Excerpts from a dataset:
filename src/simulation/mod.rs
pub mod config;
pub mod engine;
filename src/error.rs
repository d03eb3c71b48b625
// src/error.rs

//! Error types for the inventory simulator.
//!
//! Bad configuration is rejected before the simulation core runs. Once the
//! parameters are valid the day loop itself cannot fail, so the remaining
//! variants only come from the I/O surface (config files and CSV export).

use thiserror::Error;

/// Result alias used across the crate.
pub type SimResult<T> = Result<T, SimulationError>;

#[derive(Debug, Error)]
pub enum SimulationError {
    /// A parameter is outside of its domain.
    #[error("invalid parameter `{name}`: {reason}")]
    InvalidParameter { name: &'static str, reason: String },

    /// The demand distribution could not be built from the configured mean.
    #[error("demand distribution error: {0}")]
    Distribution(String),

    #[error("csv error: {0}")]
    Csv(#[from] csv::Error),

    #[error("io error: {0}")]
    Io(#[from] std::io::Error),

    #[error("config parse error: {0}")]
    ConfigParse(#[from] serde_json::Error),
}

impl SimulationError {
    pub fn invalid(name: &'static str, reason: impl Into<String>) -> Self {
        Self::InvalidParameter {
            name,
            reason: reason.into(),
        }
    }

    /// Name of the offending parameter, if this is a validation failure.
    pub fn parameter(&self) -> Option<&'static str> {
        match self {
            Self::InvalidParameter { name, .. } => Some(name),
            _ => None,
        }
    }
}

#[cfg(test)]
mod tests {
    use super::*;

    #[test]
    fn invalid_parameter_message_names_the_field() {
        let err = SimulationError::invalid("alpha", "must be within [0, 1], got 1.5");
        assert_eq!(
            err.to_string(),
            "invalid parameter `alpha`: must be within [0, 1], got 1.5"
        );
        assert_eq!(err.parameter(), Some("alpha"));
    }

    #[test]
    fn io_errors_have_no_parameter() {
        let err: SimulationError = std::io::Error::new(std::io::ErrorKind::NotFound, "gone").into();
        assert!(err.parameter().is_none());
    }
}
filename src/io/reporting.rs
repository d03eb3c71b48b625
// src/io/reporting.rs

use crate::error::SimResult;
use crate::simulation::engine::{DayRecord, RunSummary};
use serde::Serializer;
use std::fmt;
use std::fs::File;
use std::io;
use std::path::Path;
use tracing::info;

/// Decimal places shown for Forecast and ROP.
pub const DISPLAY_DECIMALS: i32 = 2;

/// Rounds a value for display. Internal series keep full precision.
pub fn round_for_display(value: f64) -> f64 {
    let scale = 10f64.powi(DISPLAY_DECIMALS);
    (value * scale).round() / scale
}

/// serde hook used by [`DayRecord`] so exported tables carry display rounding.
pub fn serialize_rounded<S>(value: &f64, serializer: S) -> Result<S::Ok, S::Error>
where
    S: Serializer,
{
    serializer.serialize_f64(round_for_display(*value))
}

/// Writes the per-day table as CSV to any writer.
pub fn write_records<W: io::Write>(writer: W, records: &[DayRecord]) -> SimResult<()> {
    let mut wtr = csv::Writer::from_writer(writer);
    for record in records {
        wtr.serialize(record)?;
    }
    wtr.flush()?;
    Ok(())
}

/// Writes the simulation table to a CSV file.
///
/// # Arguments
/// * `file_path` - The path to save the file (e.g., "results/run_1.csv").
/// * `records` - The per-day rows of a finished run.
pub fn write_simulation_log(file_path: impl AsRef<Path>, records: &[DayRecord]) -> SimResult<()> {
    let path = file_path.as_ref();
    write_records(File::create(path)?, records)?;

    info!(rows = records.len(), path = %path.display(), "exported simulation table");
    Ok(())
}

/// Aligned text view of the per-day table.
pub struct DailyTable<'a>(pub &'a [DayRecord]);

impl fmt::Display for DailyTable<'_> {
    fn fmt(&self, f: &mut fmt::Formatter<'_>) -> fmt::Result {
        writeln!(
            f,
            "{:>5} {:>8} {:>10} {:>10} {:>10} {:>7}",
            "Day", "Demand", "Forecast", "ROP", "Inventory", "Order"
        )?;
        for r in self.0 {
            writeln!(
                f,
                "{:>5} {:>8} {:>10.2} {:>10.2} {:>10} {:>7}",
                r.day,
                r.demand,
                round_for_display(r.forecast),
                round_for_display(r.reorder_point),
                r.inventory,
                r.order
            )?;
        }
        Ok(())
    }
}

/// Leads with the recommended order quantity.
impl fmt::Display for RunSummary {
    fn fmt(&self, f: &mut fmt::Formatter<'_>) -> fmt::Result {
        writeln!(f, "Recommended EOQ: {} units", self.eoq)?;
        writeln!(
            f,
            "Horizon: {} days, lead time {} days, seed {}",
            self.days, self.lead_time, self.seed
        )?;
        writeln!(f, "Safety stock: {:.2} units", self.safety_stock)?;
        writeln!(
            f,
            "Orders placed: {} ({} units)",
            self.orders_placed, self.units_ordered
        )?;
        writeln!(f, "Units received: {}", self.units_received)?;
        writeln!(
            f,
            "Orders still in transit at horizon: {}",
            self.undelivered_orders
        )?;
        writeln!(f, "Stockout days: {}", self.stockout_days)?;
        writeln!(f, "Lost demand: {} units", self.lost_demand)
    }
}

#[cfg(test)]
mod tests {
    use super::*;

    fn sample_records() -> Vec<DayRecord> {
        vec![
            DayRecord {
                day: 0,
                demand: 21,
                forecast: 21.0,
                reorder_point: 70.123456,
                inventory: 100,
                order: 0,
            },
            DayRecord {
                day: 1,
                demand: 18,
                forecast: 20.666666,
                reorder_point: 69.1,
                inventory: 82,
                order: 31,
            },
        ]
    }

    #[test]
    fn rounds_to_two_decimals() {
        assert_eq!(round_for_display(20.666666), 20.67);
        assert_eq!(round_for_display(70.123456), 70.12);
        assert_eq!(round_for_display(21.0), 21.0);
    }

    #[test]
    fn csv_has_display_columns_and_rounding() {
        let mut buf = Vec::new();
        write_records(&mut buf, &sample_records()).unwrap();
        let text = String::from_utf8(buf).unwrap();
        let mut lines = text.lines();

        assert_eq!(
            lines.next(),
            Some("Day,Demand,Forecast,ROP,Inventory,Order")
        );
        assert_eq!(lines.next(), Some("0,21,21.0,70.12,100,0"));
        assert_eq!(lines.next(), Some("1,18,20.67,69.1,82,31"));
        assert_eq!(lines.next(), None);
    }

    #[test]
    fn writes_csv_file() {
        let dir = tempfile::tempdir().unwrap();
        let path = dir.path().join("run.csv");
        write_simulation_log(&path, &sample_records()).unwrap();

        let text = std::fs::read_to_string(&path).unwrap();
        assert_eq!(text.lines().count(), 3);
    }

    #[test]
    fn table_shows_header_and_rows() {
        let table = DailyTable(&sample_records()).to_string();
        let lines: Vec<&str> = table.lines().collect();
        assert_eq!(lines.len(), 3);
        assert!(lines[0].contains("Forecast"));
        assert!(lines[2].contains("20.67"));
        assert!(lines[1].contains("70.12"));
    }

    #[test]
    fn summary_leads_with_eoq() {
        let summary = RunSummary {
            days: 30,
            lead_time: 3,
            seed: 42,
            eoq: 31,
            safety_stock: 6.5,
            orders_placed: 3,
            units_ordered: 93,
            units_received: 62,
            undelivered_orders: 1,
            stockout_days: 0,
            lost_demand: 0,
        };
        let text = summary.to_string();
        assert!(text.starts_with("Recommended EOQ: 31 units"));
        assert!(text.contains("Horizon: 30 days, lead time 3 days, seed 42"));
        assert!(text.contains("Orders placed: 3 (93 units)"));
    }
}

• **Task statement**
Return only the part of the records above that opens with the line containing "filename src/error.rs" and closes with the line containing "of its domain.", ends included.

• **Response**
filename src/error.rs
repository d03eb3c71b48b625
// src/error.rs

//! Error types for the inventory simulator.
//!
//! Bad configuration is rejected before the simulation core runs. Once the
//! parameters are valid the day loop itself cannot fail, so the remaining
//! variants only come from the I/O surface (config files and CSV export).

use thiserror::Error;

/// Result alias used across the crate.
pub type SimResult<T> = Result<T, SimulationError>;

#[derive(Debug, Error)]
pub enum SimulationError {
    /// A parameter is outside of its domain.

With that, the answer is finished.